The task: Whenever the word "Origin" turns up in a line below, that line should be copied.

Material to process:
· · · ·
#[test]
fn form_rejection_sends_nothing() {
    let now = Instant::now();
    let mut s = loaded(ResponseOrdering::LatestIssued, now);

    s.form_mut().first_ip = "192.168.1.0".to_string();
    s.form_mut().last_ip = "192.168.1.9".to_string();
    assert!(matches!(
        s.submit_form(),
        Err(ViewerError::InvalidSelection { .. })
    ));
    assert!(s.status().unwrap().contains("outside"));

    s.reset_form();
    let job = s.submit_form().unwrap();
    assert!(matches!(job.kind, JobKind::Select(_)));
    assert_eq!(s.status(), None);
}

#[test]
fn form_needs_a_bitmap() {
    let mut s = session(ResponseOrdering::LatestIssued);
    assert!(matches!(s.submit_form(), Err(ViewerError::MissingBitmap)));
    assert!(s.pointer_down(ViewKind::Origin, PixelPos::new(1, 1)).is_empty());
    assert!(!s.is_dragging());
}

#[test]
fn switching_type_cancels_the_drag() {
    let now = Instant::now();
    let mut s = loaded(ResponseOrdering::LatestIssued, now);
    let rx = s.events().subscribe(EventFilter::only(EventKind::BITMAP_TYPE_CHANGED));

    let anchor_lookup = single(s.pointer_down(ViewKind::Origin, PixelPos::new(4, 20)));
    let job = single(s.restart(now, BitmapType::Both));
    assert!(!s.is_dragging());
    assert_eq!(s.bitmap_type(), BitmapType::Both);
    match job.kind {
        JobKind::Fetch(request) => assert_eq!(request.bitmap_type, BitmapType::Both),
        other => panic!("unexpected job {other:?}"),
    }
    assert_eq!(drain(&rx).len(), 1);

    // The anchor answer arriving afterwards commits nothing.
    assert!(s.on_completion(answered(anchor_lookup, "192.168.0.10"), now).is_empty());
}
· · · ·
Written response:
    assert!(s.pointer_down(ViewKind::Origin, PixelPos::new(1, 1)).is_empty());
    let anchor_lookup = single(s.pointer_down(ViewKind::Origin, PixelPos::new(4, 20)));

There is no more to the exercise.